▶ [Instructions for the task]:
Would you restate the entries below word for word, starting at the first line and ending with the one that has "pub struct SearchParams"?

▶ [Data for review]:

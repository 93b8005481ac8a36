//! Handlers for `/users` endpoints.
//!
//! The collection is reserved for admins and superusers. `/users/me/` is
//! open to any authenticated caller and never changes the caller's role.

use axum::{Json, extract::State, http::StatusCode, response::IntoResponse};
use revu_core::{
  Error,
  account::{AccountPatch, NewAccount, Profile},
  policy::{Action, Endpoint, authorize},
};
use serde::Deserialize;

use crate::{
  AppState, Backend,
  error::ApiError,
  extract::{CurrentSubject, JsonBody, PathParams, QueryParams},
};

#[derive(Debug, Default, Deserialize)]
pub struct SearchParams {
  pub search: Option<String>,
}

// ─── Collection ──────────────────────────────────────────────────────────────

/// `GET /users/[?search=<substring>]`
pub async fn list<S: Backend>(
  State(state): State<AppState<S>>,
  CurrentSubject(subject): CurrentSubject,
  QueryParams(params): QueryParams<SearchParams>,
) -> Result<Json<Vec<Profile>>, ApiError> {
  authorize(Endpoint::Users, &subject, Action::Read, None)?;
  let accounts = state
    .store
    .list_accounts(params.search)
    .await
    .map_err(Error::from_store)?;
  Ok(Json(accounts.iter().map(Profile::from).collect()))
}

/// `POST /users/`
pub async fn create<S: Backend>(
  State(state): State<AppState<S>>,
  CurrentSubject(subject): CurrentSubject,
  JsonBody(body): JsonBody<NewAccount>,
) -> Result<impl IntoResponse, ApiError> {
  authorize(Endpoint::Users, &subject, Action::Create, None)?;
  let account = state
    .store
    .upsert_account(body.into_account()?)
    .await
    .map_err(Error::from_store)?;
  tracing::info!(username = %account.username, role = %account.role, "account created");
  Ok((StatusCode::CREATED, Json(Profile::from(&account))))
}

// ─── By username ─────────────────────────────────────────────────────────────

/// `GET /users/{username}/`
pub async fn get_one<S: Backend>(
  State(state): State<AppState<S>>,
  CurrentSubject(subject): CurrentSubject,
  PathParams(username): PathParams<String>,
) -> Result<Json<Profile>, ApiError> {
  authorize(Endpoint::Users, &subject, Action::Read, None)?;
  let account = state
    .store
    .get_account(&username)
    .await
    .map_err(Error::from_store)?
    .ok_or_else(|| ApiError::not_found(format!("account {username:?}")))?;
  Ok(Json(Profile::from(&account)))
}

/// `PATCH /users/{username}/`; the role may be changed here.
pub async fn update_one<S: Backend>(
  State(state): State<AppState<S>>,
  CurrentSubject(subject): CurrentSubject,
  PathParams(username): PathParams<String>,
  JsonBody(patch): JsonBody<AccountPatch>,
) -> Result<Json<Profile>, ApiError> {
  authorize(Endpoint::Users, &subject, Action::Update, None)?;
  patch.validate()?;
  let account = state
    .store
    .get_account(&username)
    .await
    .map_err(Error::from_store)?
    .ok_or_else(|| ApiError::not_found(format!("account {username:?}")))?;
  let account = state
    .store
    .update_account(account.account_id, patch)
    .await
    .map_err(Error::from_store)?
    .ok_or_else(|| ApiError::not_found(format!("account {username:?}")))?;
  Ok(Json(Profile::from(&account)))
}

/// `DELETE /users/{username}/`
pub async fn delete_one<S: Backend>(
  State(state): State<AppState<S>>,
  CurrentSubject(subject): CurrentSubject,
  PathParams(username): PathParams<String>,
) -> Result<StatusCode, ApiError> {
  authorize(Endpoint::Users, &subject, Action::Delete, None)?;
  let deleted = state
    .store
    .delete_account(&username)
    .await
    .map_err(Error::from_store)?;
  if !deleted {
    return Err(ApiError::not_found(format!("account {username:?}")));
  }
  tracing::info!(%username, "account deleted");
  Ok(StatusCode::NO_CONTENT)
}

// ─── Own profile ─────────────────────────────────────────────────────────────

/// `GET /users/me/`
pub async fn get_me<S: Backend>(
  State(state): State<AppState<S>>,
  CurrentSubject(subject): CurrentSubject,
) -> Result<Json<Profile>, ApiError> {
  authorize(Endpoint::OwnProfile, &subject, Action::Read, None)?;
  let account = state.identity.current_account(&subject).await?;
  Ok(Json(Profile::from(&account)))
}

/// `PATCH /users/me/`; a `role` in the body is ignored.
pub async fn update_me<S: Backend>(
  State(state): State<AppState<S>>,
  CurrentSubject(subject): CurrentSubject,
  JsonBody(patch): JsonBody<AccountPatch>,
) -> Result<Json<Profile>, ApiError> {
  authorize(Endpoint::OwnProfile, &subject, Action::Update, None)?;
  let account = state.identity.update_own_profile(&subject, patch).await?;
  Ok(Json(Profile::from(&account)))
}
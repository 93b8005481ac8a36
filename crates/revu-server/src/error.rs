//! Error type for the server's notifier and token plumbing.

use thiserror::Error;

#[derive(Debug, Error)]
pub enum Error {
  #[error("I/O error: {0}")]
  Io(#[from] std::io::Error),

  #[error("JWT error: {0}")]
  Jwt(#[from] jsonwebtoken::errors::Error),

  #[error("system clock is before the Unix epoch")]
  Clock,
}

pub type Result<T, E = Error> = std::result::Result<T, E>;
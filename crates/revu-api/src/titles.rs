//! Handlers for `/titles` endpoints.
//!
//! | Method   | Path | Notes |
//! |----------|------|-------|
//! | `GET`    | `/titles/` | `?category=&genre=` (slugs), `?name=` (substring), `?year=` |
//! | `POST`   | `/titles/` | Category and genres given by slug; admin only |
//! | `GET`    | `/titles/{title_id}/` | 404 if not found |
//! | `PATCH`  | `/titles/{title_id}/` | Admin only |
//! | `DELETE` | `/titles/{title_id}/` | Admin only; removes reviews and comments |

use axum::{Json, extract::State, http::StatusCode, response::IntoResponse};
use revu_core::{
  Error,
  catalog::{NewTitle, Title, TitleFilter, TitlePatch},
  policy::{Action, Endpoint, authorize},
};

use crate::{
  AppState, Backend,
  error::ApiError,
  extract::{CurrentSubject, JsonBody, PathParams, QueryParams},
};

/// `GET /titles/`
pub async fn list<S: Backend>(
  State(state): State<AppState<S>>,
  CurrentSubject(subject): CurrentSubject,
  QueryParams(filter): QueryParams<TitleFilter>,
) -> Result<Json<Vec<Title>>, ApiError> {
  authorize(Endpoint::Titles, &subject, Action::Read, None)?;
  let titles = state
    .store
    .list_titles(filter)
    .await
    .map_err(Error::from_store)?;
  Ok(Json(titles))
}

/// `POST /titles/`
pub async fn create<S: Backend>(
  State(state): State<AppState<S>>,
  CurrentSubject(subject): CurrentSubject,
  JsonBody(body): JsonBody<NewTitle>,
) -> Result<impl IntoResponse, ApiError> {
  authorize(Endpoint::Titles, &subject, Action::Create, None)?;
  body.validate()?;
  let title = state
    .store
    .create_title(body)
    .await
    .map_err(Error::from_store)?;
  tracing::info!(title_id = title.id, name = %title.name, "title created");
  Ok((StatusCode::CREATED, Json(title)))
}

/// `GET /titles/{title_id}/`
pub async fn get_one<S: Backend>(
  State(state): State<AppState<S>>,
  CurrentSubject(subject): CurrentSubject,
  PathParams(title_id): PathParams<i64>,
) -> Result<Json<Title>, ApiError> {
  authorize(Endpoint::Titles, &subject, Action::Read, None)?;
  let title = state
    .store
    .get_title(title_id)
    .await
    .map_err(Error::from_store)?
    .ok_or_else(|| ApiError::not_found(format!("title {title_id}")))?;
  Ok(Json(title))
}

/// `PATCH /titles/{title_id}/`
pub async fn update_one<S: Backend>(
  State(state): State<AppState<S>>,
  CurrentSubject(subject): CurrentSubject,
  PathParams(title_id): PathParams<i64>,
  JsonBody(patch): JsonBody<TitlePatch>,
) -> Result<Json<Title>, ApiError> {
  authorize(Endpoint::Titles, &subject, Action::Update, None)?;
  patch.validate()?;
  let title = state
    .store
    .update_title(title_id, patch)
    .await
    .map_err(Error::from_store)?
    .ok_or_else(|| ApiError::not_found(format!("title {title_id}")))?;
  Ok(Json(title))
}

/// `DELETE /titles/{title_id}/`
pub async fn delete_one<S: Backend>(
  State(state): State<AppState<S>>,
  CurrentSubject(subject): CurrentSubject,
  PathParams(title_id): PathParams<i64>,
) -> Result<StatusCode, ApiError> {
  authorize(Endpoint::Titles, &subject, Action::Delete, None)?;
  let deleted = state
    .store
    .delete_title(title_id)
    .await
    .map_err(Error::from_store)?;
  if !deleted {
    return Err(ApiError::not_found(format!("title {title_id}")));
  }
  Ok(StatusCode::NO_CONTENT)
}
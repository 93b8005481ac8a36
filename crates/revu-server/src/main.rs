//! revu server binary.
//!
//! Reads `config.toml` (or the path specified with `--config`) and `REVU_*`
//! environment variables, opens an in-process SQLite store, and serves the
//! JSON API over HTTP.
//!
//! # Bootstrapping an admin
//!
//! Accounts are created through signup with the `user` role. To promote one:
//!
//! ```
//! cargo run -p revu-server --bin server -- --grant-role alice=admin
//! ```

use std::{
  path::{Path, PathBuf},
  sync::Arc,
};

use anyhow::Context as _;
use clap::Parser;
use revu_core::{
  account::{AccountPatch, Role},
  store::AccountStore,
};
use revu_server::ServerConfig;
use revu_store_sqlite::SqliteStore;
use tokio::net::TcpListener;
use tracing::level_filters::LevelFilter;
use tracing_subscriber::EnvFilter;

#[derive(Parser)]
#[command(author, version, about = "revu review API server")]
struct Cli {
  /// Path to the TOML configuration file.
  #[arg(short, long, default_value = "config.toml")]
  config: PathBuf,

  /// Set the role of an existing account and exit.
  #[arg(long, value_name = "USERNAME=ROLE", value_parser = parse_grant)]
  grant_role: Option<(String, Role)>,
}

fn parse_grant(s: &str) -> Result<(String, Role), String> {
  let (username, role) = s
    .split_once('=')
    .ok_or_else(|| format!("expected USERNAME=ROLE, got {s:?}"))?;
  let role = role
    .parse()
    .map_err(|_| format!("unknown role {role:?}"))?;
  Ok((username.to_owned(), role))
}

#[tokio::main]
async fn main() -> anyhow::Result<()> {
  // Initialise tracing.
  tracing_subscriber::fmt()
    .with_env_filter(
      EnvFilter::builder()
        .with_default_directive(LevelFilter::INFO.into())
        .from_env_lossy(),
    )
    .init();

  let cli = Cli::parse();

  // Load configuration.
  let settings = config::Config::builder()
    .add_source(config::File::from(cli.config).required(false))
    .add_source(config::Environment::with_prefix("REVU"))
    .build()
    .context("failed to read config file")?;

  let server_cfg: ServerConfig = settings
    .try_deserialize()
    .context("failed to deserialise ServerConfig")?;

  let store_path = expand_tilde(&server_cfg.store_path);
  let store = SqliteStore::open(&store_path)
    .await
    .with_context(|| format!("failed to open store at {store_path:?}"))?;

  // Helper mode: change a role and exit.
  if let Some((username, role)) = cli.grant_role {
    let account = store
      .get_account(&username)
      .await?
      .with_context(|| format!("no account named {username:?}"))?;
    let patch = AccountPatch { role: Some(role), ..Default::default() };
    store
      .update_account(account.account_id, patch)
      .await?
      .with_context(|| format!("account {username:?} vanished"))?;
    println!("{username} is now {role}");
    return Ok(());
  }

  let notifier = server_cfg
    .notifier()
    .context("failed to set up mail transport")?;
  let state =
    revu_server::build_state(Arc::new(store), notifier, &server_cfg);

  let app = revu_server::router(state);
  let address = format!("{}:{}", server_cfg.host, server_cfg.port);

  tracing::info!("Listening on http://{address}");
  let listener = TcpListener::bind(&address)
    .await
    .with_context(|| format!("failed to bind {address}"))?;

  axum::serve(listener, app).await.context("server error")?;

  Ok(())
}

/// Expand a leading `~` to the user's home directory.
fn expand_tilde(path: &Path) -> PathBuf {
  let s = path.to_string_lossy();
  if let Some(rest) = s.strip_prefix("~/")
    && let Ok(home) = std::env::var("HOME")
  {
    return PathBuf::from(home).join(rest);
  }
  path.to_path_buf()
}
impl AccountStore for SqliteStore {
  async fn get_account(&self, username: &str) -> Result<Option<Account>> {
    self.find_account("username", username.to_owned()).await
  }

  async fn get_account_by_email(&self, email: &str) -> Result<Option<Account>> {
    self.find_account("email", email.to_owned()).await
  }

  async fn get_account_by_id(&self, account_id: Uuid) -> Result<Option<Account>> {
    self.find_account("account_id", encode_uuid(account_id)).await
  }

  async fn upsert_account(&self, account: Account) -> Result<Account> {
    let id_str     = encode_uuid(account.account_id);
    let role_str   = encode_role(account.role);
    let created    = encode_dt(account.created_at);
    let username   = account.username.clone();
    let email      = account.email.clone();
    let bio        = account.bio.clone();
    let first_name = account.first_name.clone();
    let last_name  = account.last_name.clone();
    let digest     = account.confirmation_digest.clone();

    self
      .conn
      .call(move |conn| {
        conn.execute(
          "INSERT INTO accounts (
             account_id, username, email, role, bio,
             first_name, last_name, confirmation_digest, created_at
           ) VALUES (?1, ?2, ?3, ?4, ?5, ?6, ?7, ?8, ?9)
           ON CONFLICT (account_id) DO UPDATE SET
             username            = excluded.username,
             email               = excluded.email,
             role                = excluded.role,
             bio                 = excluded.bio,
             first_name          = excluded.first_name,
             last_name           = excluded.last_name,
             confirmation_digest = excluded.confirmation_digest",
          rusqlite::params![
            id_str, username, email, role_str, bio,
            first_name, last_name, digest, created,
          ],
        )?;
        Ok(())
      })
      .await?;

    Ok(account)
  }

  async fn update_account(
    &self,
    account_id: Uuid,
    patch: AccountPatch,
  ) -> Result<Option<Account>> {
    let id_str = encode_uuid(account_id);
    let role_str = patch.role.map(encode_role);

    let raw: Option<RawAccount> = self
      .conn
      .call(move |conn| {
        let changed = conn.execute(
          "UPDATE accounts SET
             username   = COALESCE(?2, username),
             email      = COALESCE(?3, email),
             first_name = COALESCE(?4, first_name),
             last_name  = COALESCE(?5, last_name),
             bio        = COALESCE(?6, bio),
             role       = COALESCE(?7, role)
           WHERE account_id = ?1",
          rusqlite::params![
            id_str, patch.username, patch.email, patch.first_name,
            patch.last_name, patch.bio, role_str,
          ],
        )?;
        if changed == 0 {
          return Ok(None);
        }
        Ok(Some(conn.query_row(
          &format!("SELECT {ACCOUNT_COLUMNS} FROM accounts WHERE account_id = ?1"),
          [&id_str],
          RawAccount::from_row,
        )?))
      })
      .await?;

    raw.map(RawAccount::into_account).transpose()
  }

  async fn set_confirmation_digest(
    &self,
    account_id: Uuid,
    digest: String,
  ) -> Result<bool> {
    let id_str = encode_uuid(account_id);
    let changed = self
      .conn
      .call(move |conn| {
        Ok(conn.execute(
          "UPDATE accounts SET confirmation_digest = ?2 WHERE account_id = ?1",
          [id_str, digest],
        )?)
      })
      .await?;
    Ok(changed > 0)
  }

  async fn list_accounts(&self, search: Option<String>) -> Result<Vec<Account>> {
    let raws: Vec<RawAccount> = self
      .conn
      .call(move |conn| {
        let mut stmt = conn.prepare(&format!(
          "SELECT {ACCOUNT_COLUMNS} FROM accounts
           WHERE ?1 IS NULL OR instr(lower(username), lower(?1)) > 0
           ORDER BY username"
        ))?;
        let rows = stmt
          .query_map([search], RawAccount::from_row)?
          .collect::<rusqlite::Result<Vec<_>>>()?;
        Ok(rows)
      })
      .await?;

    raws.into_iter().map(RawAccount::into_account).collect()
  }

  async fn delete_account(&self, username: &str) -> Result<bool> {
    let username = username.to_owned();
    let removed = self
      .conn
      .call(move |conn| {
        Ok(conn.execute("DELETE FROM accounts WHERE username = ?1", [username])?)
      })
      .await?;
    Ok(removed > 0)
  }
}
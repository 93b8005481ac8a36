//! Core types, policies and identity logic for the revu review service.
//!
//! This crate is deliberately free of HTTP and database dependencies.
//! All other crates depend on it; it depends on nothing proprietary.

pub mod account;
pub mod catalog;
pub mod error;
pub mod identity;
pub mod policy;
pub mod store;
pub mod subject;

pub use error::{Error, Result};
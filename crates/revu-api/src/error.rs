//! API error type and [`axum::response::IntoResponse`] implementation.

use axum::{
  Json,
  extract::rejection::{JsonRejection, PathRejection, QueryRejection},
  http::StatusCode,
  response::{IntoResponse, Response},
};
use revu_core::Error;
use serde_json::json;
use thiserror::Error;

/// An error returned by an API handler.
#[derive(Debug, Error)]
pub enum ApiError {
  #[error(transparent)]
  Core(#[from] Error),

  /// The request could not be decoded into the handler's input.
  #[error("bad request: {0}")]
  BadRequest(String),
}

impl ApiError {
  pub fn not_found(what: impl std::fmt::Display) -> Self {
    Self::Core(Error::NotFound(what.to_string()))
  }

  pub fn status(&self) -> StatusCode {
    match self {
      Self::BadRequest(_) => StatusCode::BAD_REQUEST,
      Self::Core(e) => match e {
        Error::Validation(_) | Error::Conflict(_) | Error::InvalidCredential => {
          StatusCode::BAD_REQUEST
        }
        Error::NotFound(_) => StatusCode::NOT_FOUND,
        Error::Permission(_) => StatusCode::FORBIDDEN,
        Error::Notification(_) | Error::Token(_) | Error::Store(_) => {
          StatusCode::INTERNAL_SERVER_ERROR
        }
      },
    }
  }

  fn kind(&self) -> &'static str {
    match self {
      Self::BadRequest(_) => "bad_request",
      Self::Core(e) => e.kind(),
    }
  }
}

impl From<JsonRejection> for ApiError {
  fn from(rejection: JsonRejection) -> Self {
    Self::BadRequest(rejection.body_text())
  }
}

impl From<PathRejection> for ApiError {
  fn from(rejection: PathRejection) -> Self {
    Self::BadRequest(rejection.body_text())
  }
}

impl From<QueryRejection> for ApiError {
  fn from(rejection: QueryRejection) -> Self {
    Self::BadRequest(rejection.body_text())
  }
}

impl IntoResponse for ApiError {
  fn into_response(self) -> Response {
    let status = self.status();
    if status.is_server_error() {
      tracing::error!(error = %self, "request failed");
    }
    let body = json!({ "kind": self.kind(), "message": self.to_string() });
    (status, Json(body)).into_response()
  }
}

▶ [Task solution]:
repository 93b8005481ac8a36
//! Handlers for `/users` endpoints.
//!
//! The collection is reserved for admins and superusers. `/users/me/` is
//! open to any authenticated caller and never changes the caller's role.

use axum::{Json, extract::State, http::StatusCode, response::IntoResponse};
use revu_core::{
  Error,
  account::{AccountPatch, NewAccount, Profile},
  policy::{Action, Endpoint, authorize},
};
use serde::Deserialize;

use crate::{
  AppState, Backend,
  error::ApiError,
  extract::{CurrentSubject, JsonBody, PathParams, QueryParams},
};

#[derive(Debug, Default, Deserialize)]
pub struct SearchParams {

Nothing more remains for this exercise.